London is a city rich with Royal heritage, and the most notable place for exploring what the monarchy means in 21st century Britain is without doubt Buckingham Palace. As the official London residence of Queen Elizabeth II, it regularly hosts a variety of different ceremonies and celebrations, as well as hosting visiting dignitaries from all over the world. Each summer, the palace opens its doors for the summer, providing a closer look at the magnificent State Rooms – here’s a few of the places you must see during your visit…
White Drawing Room
This room provides a space for the Royal Family to entertain guests on state occasions, and is perhaps the most striking of all the State Rooms. During your visit to a Bed and Breakfast in Paddington, it’s hard not to be struck by the detail found everywhere you look, and the white and gold adornments make for particularly impressive viewing.
You may have seen this room featured in Royal portraits, and the centrepiece of the room is the two throne chairs, known better as the Chairs of Estate, which played a pivotal role in the coronation of Queen Elizabeth II in 1953. The room also features chairs designed for the coronation ceremony of King George VI, and a chair which was made for Queen Victoria’s coronation in 1837. The room was designed by John Nash, with sweeping arches and dramatic red décor which make for a suitably opulent visiting experience while staying at hotels in Paddington.

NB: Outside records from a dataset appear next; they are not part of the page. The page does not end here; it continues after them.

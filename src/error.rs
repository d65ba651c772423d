//! Error types for fetchwatch
//!
//! This module provides the error handling surface for the library:
//! - Domain-specific error types (Store, Fetch, Config)
//! - `#[from]` conversions for the underlying sqlx/reqwest/io error types
//! - A `Result<T>` alias used throughout the crate
//!
//! Note that dedup hits (`already_downloaded`, `duplicate_content`) and
//! unsupported extensions are *outcomes*, not errors — see
//! [`SkipReason`](crate::types::SkipReason). Only fetch failures that exhaust
//! all retries and store failures escalate through this module.

use thiserror::Error;

/// Result type alias for fetchwatch operations
pub type Result<T> = std::result::Result<T, Error>;

/// Main error type for fetchwatch
///
/// This is the primary error type used throughout the library. Each variant
/// includes contextual information to help diagnose issues.
#[derive(Debug, Error)]
pub enum Error {
    /// Configuration error with context about which setting is invalid
    #[error("configuration error: {message}")]
    Config {
        /// Human-readable error message describing the configuration issue
        message: String,
        /// The configuration key that caused the error (e.g., "poll_interval")
        key: Option<String>,
    },

    /// Record store operation failed
    #[error("store error: {0}")]
    Store(#[from] StoreError),

    /// SQLx database error
    #[error("store error: {0}")]
    Sqlx(#[from] sqlx::Error),

    /// Network fetch failed (connect, timeout, or non-success status)
    #[error("fetch error: {0}")]
    Fetch(#[from] FetchError),

    /// I/O error while writing a downloaded file
    #[error("I/O error: {0}")]
    Io(#[from] std::io::Error),

    /// Record not found
    #[error("record not found: {0}")]
    NotFound(String),

    /// Serialization error
    #[error("serialization error: {0}")]
    Serialization(#[from] serde_json::Error),

    /// Other error
    #[error("{0}")]
    Other(String),
}

/// Record-store errors
#[derive(Debug, Error)]
pub enum StoreError {
    /// Failed to open or connect to the database
    #[error("failed to connect to database: {0}")]
    ConnectionFailed(String),

    /// Failed to run migrations
    #[error("failed to run migrations: {0}")]
    MigrationFailed(String),

    /// Query failed
    #[error("query failed: {0}")]
    QueryFailed(String),

    /// Record not found
    #[error("record not found: {0}")]
    NotFound(String),
}

/// Fetch errors — the retryable failure class of the download executor
///
/// Network errors, timeouts, and non-success HTTP statuses are treated as a
/// single retryable class: every variant counts toward retry exhaustion.
#[derive(Debug, Error)]
pub enum FetchError {
    /// Transport-level failure: connect error, timeout, interrupted body read
    #[error("network error: {0}")]
    Network(#[from] reqwest::Error),

    /// Server answered with a non-success status code
    #[error("HTTP {status} from {url}")]
    HttpStatus {
        /// The HTTP status code returned by the server
        status: u16,
        /// The URL that produced the status
        url: String,
    },
}
//! Record CRUD, dedup lookups, and derived statistics.

use crate::error::StoreError;
use crate::types::{FileRecord, RecordId, Statistics, Status};
use crate::{Error, Result};

use super::{Database, NewRecord, RecordRow, RecordUpdate};

const RECORD_COLUMNS: &str = "id, source_url, filename, local_path, size_bytes, digest, \
     content_kind, status, retry_count, error_message, created_at, updated_at, \
     completed_at, metadata";

impl Database {
    /// Insert a new record with status `Pending` and a zero retry count
    pub async fn insert_record(&self, record: &NewRecord) -> Result<RecordId> {
        let now = chrono::Utc::now().timestamp();

        let result = sqlx::query(
            r#"
            INSERT INTO records (source_url, filename, status, retry_count, created_at, updated_at)
            VALUES (?, ?, ?, 0, ?, ?)
            "#,
        )
        .bind(&record.source_url)
        .bind(&record.filename)
        .bind(Status::Pending.to_i32())
        .bind(now)
        .bind(now)
        .execute(&self.pool)
        .await
        .map_err(|e| {
            Error::Store(StoreError::QueryFailed(format!(
                "failed to insert record: {}",
                e
            )))
        })?;

        Ok(RecordId::new(result.last_insert_rowid()))
    }

    /// Get a record by ID
    pub async fn get_record(&self, id: RecordId) -> Result<Option<FileRecord>> {
        let row = sqlx::query_as::<_, RecordRow>(&format!(
            "SELECT {RECORD_COLUMNS} FROM records WHERE id = ?"
        ))
        .bind(id)
        .fetch_optional(&self.pool)
        .await
        .map_err(|e| {
            Error::Store(StoreError::QueryFailed(format!(
                "failed to get record: {}",
                e
            )))
        })?;

        Ok(row.map(FileRecord::from))
    }

    /// List records, newest first, optionally filtered by status and capped
    pub async fn list_records(
        &self,
        status: Option<Status>,
        limit: Option<u32>,
    ) -> Result<Vec<FileRecord>> {
        // SQLite treats LIMIT -1 as "no limit"
        let limit = limit.map(|l| l as i64).unwrap_or(-1);

        let rows = match status {
            Some(status) => {
                sqlx::query_as::<_, RecordRow>(&format!(
                    "SELECT {RECORD_COLUMNS} FROM records WHERE status = ? \
                     ORDER BY created_at DESC, id DESC LIMIT ?"
                ))
                .bind(status.to_i32())
                .bind(limit)
                .fetch_all(&self.pool)
                .await
            }
            None => {
                sqlx::query_as::<_, RecordRow>(&format!(
                    "SELECT {RECORD_COLUMNS} FROM records \
                     ORDER BY created_at DESC, id DESC LIMIT ?"
                ))
                .bind(limit)
                .fetch_all(&self.pool)
                .await
            }
        }
        .map_err(|e| {
            Error::Store(StoreError::QueryFailed(format!(
                "failed to list records: {}",
                e
            )))
        })?;

        Ok(rows.into_iter().map(FileRecord::from).collect())
    }

    /// Apply a partial update to a record
    ///
    /// Returns the updated record, or `Error::NotFound` if no record with
    /// this ID exists. `completed_at` is stamped exactly once, when the
    /// incoming status is `Completed` and no completion time is set yet.
    pub async fn update_record(&self, id: RecordId, update: &RecordUpdate) -> Result<FileRecord> {
        let now = chrono::Utc::now().timestamp();
        let status = update.status.map(|s| s.to_i32());
        let metadata = match &update.metadata {
            Some(value) => Some(serde_json::to_string(value)?),
            None => None,
        };

        let result = sqlx::query(
            r#"
            UPDATE records SET
                status = COALESCE(?, status),
                retry_count = COALESCE(?, retry_count),
                filename = COALESCE(?, filename),
                local_path = COALESCE(?, local_path),
                size_bytes = COALESCE(?, size_bytes),
                digest = COALESCE(?, digest),
                content_kind = COALESCE(?, content_kind),
                error_message = CASE WHEN ? THEN NULL ELSE COALESCE(?, error_message) END,
                metadata = COALESCE(?, metadata),
                completed_at = CASE
                    WHEN ? = 3 AND completed_at IS NULL THEN ?
                    ELSE completed_at
                END,
                updated_at = ?
            WHERE id = ?
            "#,
        )
        .bind(status)
        .bind(update.retry_count.map(|r| r as i64))
        .bind(&update.filename)
        .bind(&update.local_path)
        .bind(update.size_bytes.map(|s| s as i64))
        .bind(&update.digest)
        .bind(&update.content_kind)
        .bind(update.clear_error)
        .bind(&update.error_message)
        .bind(&metadata)
        .bind(status)
        .bind(now)
        .bind(now)
        .bind(id)
        .execute(&self.pool)
        .await
        .map_err(|e| {
            Error::Store(StoreError::QueryFailed(format!(
                "failed to update record: {}",
                e
            )))
        })?;

        if result.rows_affected() == 0 {
            return Err(Error::NotFound(format!("record {id}")));
        }

        self.get_record(id)
            .await?
            .ok_or_else(|| Error::NotFound(format!("record {id}")))
    }

    /// Reset a failed record for a manual re-queue
    ///
    /// Sets status back to `Pending`, zeroes the retry count, and clears the
    /// failure message. This is the only transition that resets `retry_count`.
    pub async fn reset_record_for_retry(&self, id: RecordId) -> Result<()> {
        let now = chrono::Utc::now().timestamp();

        let result = sqlx::query(
            r#"
            UPDATE records
            SET status = ?, retry_count = 0, error_message = NULL, updated_at = ?
            WHERE id = ?
            "#,
        )
        .bind(Status::Pending.to_i32())
        .bind(now)
        .bind(id)
        .execute(&self.pool)
        .await
        .map_err(|e| {
            Error::Store(StoreError::QueryFailed(format!(
                "failed to reset record: {}",
                e
            )))
        })?;

        if result.rows_affected() == 0 {
            return Err(Error::NotFound(format!("record {id}")));
        }

        Ok(())
    }

    /// Whether a completed record exists for this source URL
    pub async fn is_source_completed(&self, source_url: &str) -> Result<bool> {
        let exists: i64 = sqlx::query_scalar(
            "SELECT EXISTS(SELECT 1 FROM records WHERE source_url = ? AND status = ?)",
        )
        .bind(source_url)
        .bind(Status::Completed.to_i32())
        .fetch_one(&self.pool)
        .await
        .map_err(|e| {
            Error::Store(StoreError::QueryFailed(format!(
                "failed to check source dedup: {}",
                e
            )))
        })?;

        Ok(exists != 0)
    }

    /// Whether a completed record exists with this content digest
    pub async fn is_digest_completed(&self, digest: &str) -> Result<bool> {
        let exists: i64 = sqlx::query_scalar(
            "SELECT EXISTS(SELECT 1 FROM records WHERE digest = ? AND status = ?)",
        )
        .bind(digest)
        .bind(Status::Completed.to_i32())
        .fetch_one(&self.pool)
        .await
        .map_err(|e| {
            Error::Store(StoreError::QueryFailed(format!(
                "failed to check digest dedup: {}",
                e
            )))
        })?;

        Ok(exists != 0)
    }

    /// Compute statistics by aggregation over current records
    pub async fn statistics(&self) -> Result<Statistics> {
        let (completed, total_size, pending, downloading, failed, skipped): (
            i64,
            i64,
            i64,
            i64,
            i64,
            i64,
        ) = sqlx::query_as(
            r#"
            SELECT
                COUNT(CASE WHEN status = 3 THEN 1 END),
                COALESCE(SUM(CASE WHEN status = 3 THEN size_bytes END), 0),
                COUNT(CASE WHEN status = 0 THEN 1 END),
                COUNT(CASE WHEN status IN (1, 2) THEN 1 END),
                COUNT(CASE WHEN status = 4 THEN 1 END),
                COUNT(CASE WHEN status = 5 THEN 1 END)
            FROM records
            "#,
        )
        .fetch_one(&self.pool)
        .await
        .map_err(|e| {
            Error::Store(StoreError::QueryFailed(format!(
                "failed to compute statistics: {}",
                e
            )))
        })?;

        Ok(Statistics {
            total_completed: completed as u64,
            total_size_bytes: total_size as u64,
            pending: pending as u64,
            downloading: downloading as u64,
            failed: failed as u64,
            skipped: skipped as u64,
            last_check_time: self.last_check_time().await?,
        })
    }
}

One of the largest of the State Rooms, the Buckingham Palace ballroom was built in 1855, and includes a gallery for musicians. It is rarely used for parties today, but instead provides a staging ground for state banquets and special events. The room has two thrones, used for King Edward VII’s coronation ceremony in 1902. There are many statues around the room, as well as a triumphal arch. If you’re eager to learn more about royal life during your visit to The Devonshire Hotel London, this is a fantastic space to see up-close.
In this room, visitors will find some of the major paintings featured in the Royal Collection. The items on display are on a regular rotation, but include many 17th century pieces as well as works by the likes of Rubens, Rembrandt and Titian.
This staircase provides the entrance to the State Rooms, and was inspired by the world of theatre to provide visitors with a sense of wonder and excitement. There are lots of portraits of the Royal Family past and present along the walls of the staircase, and the rooms which follow are sure to provide plenty to discuss over dinner at restaurants near Paddington Station.
A stroll through the palace gardens makes the ideal end to your trip to Buckingham Palace, with 16-hectares to explore. Here you will find a tennis court, rose garden, cafe and much more. The Buckingham Palace garden is most recognisable as the place where the Queen hosts a yearly garden party.